To the Editor It was with great interest that I read the article by Dumur and colleagues1 on their clinical verification of the only US Food and Drug Administration–approved microarray-based test for the diagnosis of poorly and undifferentiated tumors, the Pathwork Tissue of Origin (TOO) Test (Pathwork Diagnostics, Sunnyvale, CA). Briefly, the Pathwork TOO Test is one of several tests currently on the market (CancerTYPE ID, Biotheranostics, San Diego, CA, and miRview mets, Rosetta Genomics, Rehovot, Israel, being others) that attempt to correlate the RNA profile of a given undifferentiated tumor with its suspected tissue of origin (hence, the clever names) through complementary DNA microarray analysis and predetermined algorithms. Based on the findings in the study by Dumur et al,1 the Pathwork TOO test seems to perform glowingly, with a reported 97% concordance rate between the TOO result and final diagnosis, when immunohistochemical and radiologic studies are included.

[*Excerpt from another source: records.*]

use std::collections::BTreeMap;
use std::fmt::Write as _;
use std::time::{SystemTime, UNIX_EPOCH};

use anyhow::{Context, Result};
use parking_lot::Mutex;
use reqwest::Url;

use super::Sample;
use crate::config::InfluxDbSinkConfig;

/// Writes samples to an InfluxDB v2 write endpoint in line protocol.
pub struct InfluxDbSink {
    cfg: InfluxDbSinkConfig,
    write_url: Url,
    tags: BTreeMap<String, String>,
    client: Mutex<reqwest::Client>,
}

impl InfluxDbSink {
    pub fn new(cfg: InfluxDbSinkConfig) -> Result<Self> {
        let write_url = write_url(&cfg)?;
        let tags = parse_tags(&cfg.tags);
        let client = build_client(&cfg)?;

        Ok(Self {
            cfg,
            write_url,
            tags,
            client: Mutex::new(client),
        })
    }

    /// Returns the sink name for logging.
    pub fn name(&self) -> &str {
        "influxdb"
    }

    /// Renders one sample as a line-protocol point.
    pub fn line(&self, sample: &Sample) -> String {
        serialize_point(&self.cfg.measurement, &self.tags, sample)
    }

    /// Writes one point. A failed write replaces the HTTP client so the
    /// next push starts from a fresh connection pool.
    pub async fn push(&self, sample: &Sample) -> Result<()> {
        let client = self.client.lock().clone();

        let result = self.write(&client, self.line(sample)).await;
        if result.is_err() {
            match build_client(&self.cfg) {
                Ok(fresh) => *self.client.lock() = fresh,
                Err(e) => tracing::warn!(error = %e, "rebuilding influxdb client"),
            }
        }

        result
    }

    async fn write(&self, client: &reqwest::Client, body: String) -> Result<()> {
        let resp = client
            .post(self.write_url.clone())
            .header("Authorization", format!("Token {}", self.cfg.token))
            .header("Content-Type", "text/plain; charset=utf-8")
            .body(body)
            .send()
            .await
            .context("sending influxdb write request")?;

        let status = resp.status();
        if !status.is_success() {
            let text = resp.text().await.unwrap_or_default();
            anyhow::bail!("influxdb write unexpected status {status}: {text}");
        }

        tracing::debug!(bucket = %self.cfg.bucket, "wrote point to influxdb");

        Ok(())
    }
}

fn build_client(cfg: &InfluxDbSinkConfig) -> Result<reqwest::Client> {
    reqwest::Client::builder()
        .timeout(cfg.timeout)
        .build()
        .context("building influxdb HTTP client")
}

fn write_url(cfg: &InfluxDbSinkConfig) -> Result<Url> {
    let base = Url::parse(&cfg.endpoint)
        .with_context(|| format!("parsing influxdb endpoint {:?}", cfg.endpoint))?;

    let mut url = base
        .join("/api/v2/write")
        .context("building influxdb write url")?;

    url.query_pairs_mut()
        .append_pair("org", &cfg.org)
        .append_pair("bucket", &cfg.bucket)
        .append_pair("precision", "ns");

    Ok(url)
}

/// Parses "k1=v1,k2=v2". Entries without exactly one '=' are skipped.
pub fn parse_tags(s: &str) -> BTreeMap<String, String> {
    s.split(',')
        .filter_map(|entry| {
            let parts: Vec<&str> = entry.split('=').collect();
            match parts.as_slice() {
                [k, v] => Some((k.to_string(), v.to_string())),
                _ => None,
            }
        })
        .collect()
}

fn serialize_point(measurement: &str, tags: &BTreeMap<String, String>, sample: &Sample) -> String {
    let mut line = String::with_capacity(128);
    line.push_str(&escape(measurement, &[',', ' ']));

    for (k, v) in tags {
        let _ = write!(
            line,
            ",{}={}",
            escape(k, &[',', '=', ' ']),
            escape(v, &[',', '=', ' '])
        );
    }

    let _ = write!(
        line,
        " tps={},transactions={},blocks={} {}",
        f64::from(sample.tps),
        sample.transactions as f64,
        sample.blocks as f64,
        unix_nanos(sample.timestamp)
    );

    line
}

fn escape(s: &str, special: &[char]) -> String {
    let mut out = String::with_capacity(s.len());
    for c in s.chars() {
        if special.contains(&c) {
            out.push('\\');
        }
        out.push(c);
    }
    out
}

fn unix_nanos(t: SystemTime) -> u128 {
    t.duration_since(UNIX_EPOCH)
        .map(|d| d.as_nanos())
        .unwrap_or(0)
}

#[cfg(test)]
mod tests {
    use std::time::Duration;

    use super::*;

    fn cfg(endpoint: &str) -> InfluxDbSinkConfig {
        InfluxDbSinkConfig {
            enabled: true,
            endpoint: endpoint.to_string(),
            token: "user:pass".to_string(),
            org: "acme".to_string(),
            bucket: "telegraf".to_string(),
            measurement: "quorum_tps".to_string(),
            tags: "system=quorum,comp=tps".to_string(),
            timeout: Duration::from_secs(5),
        }
    }

    fn sample() -> Sample {
        Sample {
            timestamp: UNIX_EPOCH + Duration::from_secs(2),
            tps: 10_000,
            transactions: 190_000,
            blocks: 19,
        }
    }

    #[test]
    fn test_parse_tags() {
        let tags = parse_tags("system=quorum,comp=tps");
        assert_eq!(tags.len(), 2);
        assert_eq!(tags["system"], "quorum");
        assert_eq!(tags["comp"], "tps");
    }

    #[test]
    fn test_parse_tags_skips_malformed() {
        let tags = parse_tags("a=1,broken,b=2=3,,c=3");
        assert_eq!(tags.len(), 2);
        assert_eq!(tags["a"], "1");
        assert_eq!(tags["c"], "3");
    }

    #[test]
    fn test_serialize_point() {
        let sink = InfluxDbSink::new(cfg("http://localhost:8086")).expect("new sink");
        assert_eq!(
            sink.line(&sample()),
            "quorum_tps,comp=tps,system=quorum tps=10000,transactions=190000,blocks=19 2000000000"
        );
    }

    #[test]
    fn test_serialize_point_escapes() {
        let tags = parse_tags("host name=a,b");
        let line = serialize_point("my measurement", &tags, &sample());
        assert!(line.starts_with("my\\ measurement,host\\ name=a tps="));
    }

    #[test]
    fn test_write_url() {
        let url = write_url(&cfg("http://localhost:8086")).expect("url");
        assert_eq!(
            url.as_str(),
            "http://localhost:8086/api/v2/write?org=acme&bucket=telegraf&precision=ns"
        );
    }

    #[test]
    fn test_invalid_endpoint() {
        assert!(InfluxDbSink::new(cfg("not a url")).is_err());
    }

    #[tokio::test]
    async fn test_push_writes_line_protocol() {
        let mut server = mockito::Server::new_async().await;
        let mock = server
            .mock("POST", "/api/v2/write")
            .match_query(mockito::Matcher::AllOf(vec![
                mockito::Matcher::UrlEncoded("org".into(), "acme".into()),
                mockito::Matcher::UrlEncoded("bucket".into(), "telegraf".into()),
                mockito::Matcher::UrlEncoded("precision".into(), "ns".into()),
            ]))
            .match_header("authorization", "Token user:pass")
            .match_body(
                "quorum_tps,comp=tps,system=quorum tps=10000,transactions=190000,blocks=19 2000000000",
            )
            .with_status(204)
            .create_async()
            .await;

        let sink = InfluxDbSink::new(cfg(&server.url())).expect("new sink");
        sink.push(&sample()).await.expect("push");

        mock.assert_async().await;
    }

    #[tokio::test]
    async fn test_push_failure_keeps_sink_usable() {
        let mut server = mockito::Server::new_async().await;
        let failing = server
            .mock("POST", "/api/v2/write")
            .match_query(mockito::Matcher::Any)
            .with_status(500)
            .with_body("boom")
            .expect(1)
            .create_async()
            .await;

        let sink = InfluxDbSink::new(cfg(&server.url())).expect("new sink");
        let err = sink.push(&sample()).await.expect_err("push should fail");
        assert!(err.to_string().contains("500"));
        failing.assert_async().await;
        failing.remove_async().await;

        let ok = server
            .mock("POST", "/api/v2/write")
            .match_query(mockito::Matcher::Any)
            .with_status(204)
            .create_async()
            .await;

        sink.push(&sample()).await.expect("push after rebuild");
        ok.assert_async().await;
    }
}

Yet, while most of the available data for these assays are and have been promising with regard to their ability to retrospectively correlate diagnoses with standard analytic methods, several important questions remain, including “When is it appropriate to use one of these tests?” and “Who decides when these tests should be ordered?” As these tests are relatively new to the market and the field of pathology in general, some basic questions are, of course, warranted, especially because they are rather costly, and, as yet, there have been no published prospective studies comparing ultimate outcomes of cases diagnosed with these new techniques vs cases undergoing standard immunohistochemical workups. A recent case seen in our group raises some of these questions and provides a real-life example of when requests for these assays could be made. The patient was a 69-year-old man who had an abdominal computed tomography (CT) scan following a 1-month …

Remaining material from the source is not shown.